Für Individualisten: Der elegante Bruder des Opel Kadett heißt Olympia
Auch mit dem Olympia A auf Basis des B-Kadett wird Opel einmal mehr zum Vorreiter in Sachen Nischenfahrzeugen. "Der Olympia ist die konsequente Anwendung der erfolgreichen Kadett-Konzeption nach oben", verkünden die Opel-Presseunterlagen von damals, "bei gleich kompakten Außenabmessungen überzeugt der Olympia durch hohe Fahrleistungen und einen außergewöhnlichen Ausstattungs- und Fahrkomfort." Und die Rüsselsheimer behielten recht: Mehr als 80.000 Kunden entscheiden sich zwischen 1967 und 1970 für den Olympia A. Zur aufgewerteten Ausstattung des luxuriösen Coupés erhältlich mit 60, 75 und 90 PS zählen unter anderem spezielle Noppenteppiche und eine gepolsterte Armaturentafel "mit Edelholzcharakter". Ein modifizierter, um die Kotflügel herumgezogener Kühlergrill mit Chromleisten, rechteckig eingefasste Frontscheinwerfer und größere Seitenscheiben hinten stellen die optischen Aufwertungen im Exterieur dar.

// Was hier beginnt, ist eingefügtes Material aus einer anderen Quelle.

/*!
 * Mock capability implementations for testing.
 *
 * - `MockGenerator` simulates the generative rewrite capability
 *   (`working`, `failing`, `empty`, `intermittent`, `slow`)
 * - `MockSpeech` simulates the speech capability and can fail on chosen
 *   narrations to exercise slide dropping
 *
 * Clones share their call counters so a test can hand one copy to the
 * pipeline and inspect another.
 */

use async_trait::async_trait;
use bytes::Bytes;
use parking_lot::Mutex;
use std::sync::Arc;
use std::sync::atomic::{AtomicUsize, Ordering};

use crate::errors::ProviderError;
use crate::providers::{SpeechAudio, SpeechEngine, TextGenerator, VoiceConfig};

/// Marker placed before the slide text in narration prompts
const SLIDE_CONTENT_MARKER: &str = "Slide content:";

/// Behavior mode for the mock generator
#[derive(Debug, Clone, Copy, PartialEq)]
pub enum MockBehavior {
    /// Always succeeds
    Working,
    /// Fails intermittently (every Nth request)
    Intermittent { fail_every: usize },
    /// Always fails with an error
    Failing,
    /// Returns an empty response
    Empty,
    /// Simulates slow response (for timeout testing)
    Slow { delay_ms: u64 },
}

/// Mock generative provider
#[derive(Debug, Clone)]
pub struct MockGenerator {
    behavior: MockBehavior,
    request_count: Arc<AtomicUsize>,
    prompts: Arc<Mutex<Vec<String>>>,
    custom_response: Option<fn(&str) -> String>,
}

impl MockGenerator {
    /// Create a new mock generator with the specified behavior
    pub fn new(behavior: MockBehavior) -> Self {
        Self {
            behavior,
            request_count: Arc::new(AtomicUsize::new(0)),
            prompts: Arc::new(Mutex::new(Vec::new())),
            custom_response: None,
        }
    }

    pub fn working() -> Self {
        Self::new(MockBehavior::Working)
    }

    pub fn failing() -> Self {
        Self::new(MockBehavior::Failing)
    }

    pub fn empty() -> Self {
        Self::new(MockBehavior::Empty)
    }

    pub fn intermittent(fail_every: usize) -> Self {
        Self::new(MockBehavior::Intermittent { fail_every })
    }

    pub fn slow(delay_ms: u64) -> Self {
        Self::new(MockBehavior::Slow { delay_ms })
    }

    /// Set a custom response generator for successful calls
    pub fn with_custom_response(mut self, generator: fn(&str) -> String) -> Self {
        self.custom_response = Some(generator);
        self
    }

    /// Number of prompts received so far
    pub fn call_count(&self) -> usize {
        self.request_count.load(Ordering::SeqCst)
    }

    /// Prompts received so far, in arrival order
    pub fn prompts(&self) -> Vec<String> {
        self.prompts.lock().clone()
    }

    /// Slide text embedded in a narration prompt, or the whole prompt
    pub fn slide_content(prompt: &str) -> &str {
        prompt
            .split_once(SLIDE_CONTENT_MARKER)
            .map(|(_, rest)| rest.split("\n\n").next().unwrap_or(rest).trim())
            .unwrap_or(prompt)
    }

    fn respond(&self, prompt: &str) -> String {
        match self.custom_response {
            Some(generator) => generator(prompt),
            None => format!("[NARRATED] {}", Self::slide_content(prompt)),
        }
    }
}

#[async_trait]
impl TextGenerator for MockGenerator {
    async fn generate(&self, prompt: &str) -> Result<String, ProviderError> {
        let count = self.request_count.fetch_add(1, Ordering::SeqCst);
        self.prompts.lock().push(prompt.to_string());

        match self.behavior {
            MockBehavior::Working => Ok(self.respond(prompt)),

            MockBehavior::Intermittent { fail_every } => {
                if fail_every > 0 && count % fail_every == fail_every - 1 {
                    Err(ProviderError::ApiError {
                        message: format!("Simulated intermittent failure (request #{})", count + 1),
                        status_code: 503,
                    })
                } else {
                    Ok(self.respond(prompt))
                }
            }

            MockBehavior::Failing => Err(ProviderError::ApiError {
                message: "Simulated provider failure".to_string(),
                status_code: 500,
            }),

            MockBehavior::Empty => Ok(String::new()),

            MockBehavior::Slow { delay_ms } => {
                tokio::time::sleep(tokio::time::Duration::from_millis(delay_ms)).await;
                Ok(self.respond(prompt))
            }
        }
    }

    async fn check(&self) -> Result<(), ProviderError> {
        match self.behavior {
            MockBehavior::Failing => Err(ProviderError::ConnectionError(
                "Simulated unreachable provider".to_string(),
            )),
            _ => Ok(()),
        }
    }

    fn name(&self) -> &str {
        "mock"
    }
}

/// When the mock speech engine should fail
#[derive(Debug, Clone, PartialEq)]
pub enum SpeechBehavior {
    /// Always returns a small WAV payload
    Working,
    /// Always fails
    Failing,
    /// Fails when the narration contains the given text
    FailingOn(String),
    /// Succeeds with zero bytes
    Empty,
}

/// Mock speech engine
#[derive(Debug, Clone)]
pub struct MockSpeech {
    behavior: SpeechBehavior,
    request_count: Arc<AtomicUsize>,
    texts: Arc<Mutex<Vec<String>>>,
}

impl MockSpeech {
    pub fn new(behavior: SpeechBehavior) -> Self {
        Self {
            behavior,
            request_count: Arc::new(AtomicUsize::new(0)),
            texts: Arc::new(Mutex::new(Vec::new())),
        }
    }

    pub fn working() -> Self {
        Self::new(SpeechBehavior::Working)
    }

    pub fn failing() -> Self {
        Self::new(SpeechBehavior::Failing)
    }

    pub fn failing_on(pattern: impl Into<String>) -> Self {
        Self::new(SpeechBehavior::FailingOn(pattern.into()))
    }

    pub fn empty() -> Self {
        Self::new(SpeechBehavior::Empty)
    }

    pub fn call_count(&self) -> usize {
        self.request_count.load(Ordering::SeqCst)
    }

    /// Narrations received so far, in arrival order
    pub fn texts(&self) -> Vec<String> {
        self.texts.lock().clone()
    }

    /// Deterministic fake payload for a narration
    pub fn audio_for(text: &str) -> Bytes {
        let mut payload = b"RIFF".to_vec();
        payload.extend_from_slice(text.as_bytes());
        Bytes::from(payload)
    }
}

#[async_trait]
impl SpeechEngine for MockSpeech {
    async fn speak(&self, text: &str, _voice: &VoiceConfig) -> Result<SpeechAudio, ProviderError> {
        self.request_count.fetch_add(1, Ordering::SeqCst);
        self.texts.lock().push(text.to_string());

        let failure = || ProviderError::ApiError {
            message: "Simulated speech failure".to_string(),
            status_code: 502,
        };

        match &self.behavior {
            SpeechBehavior::Failing => Err(failure()),
            SpeechBehavior::FailingOn(pattern) if text.contains(pattern.as_str()) => Err(failure()),
            SpeechBehavior::Empty => Ok(SpeechAudio {
                data: Bytes::new(),
                mime_type: Some("audio/wav".to_string()),
            }),
            _ => Ok(SpeechAudio {
                data: Self::audio_for(text),
                mime_type: Some("audio/wav".to_string()),
            }),
        }
    }

    fn name(&self) -> &str {
        "mock"
    }
}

Im Juli 1973 endet mit 2,6 Millionen produzierten Modellen die Karriere des Kadett B. Seine Modellvielfalt und die zahlreichen Gestaltungsmöglichkeiten sind beispielhaft für die Automobilindustrie. Und mit dem Rallye-Kadett gründet Opel das Segment der kompakten Volkssportler.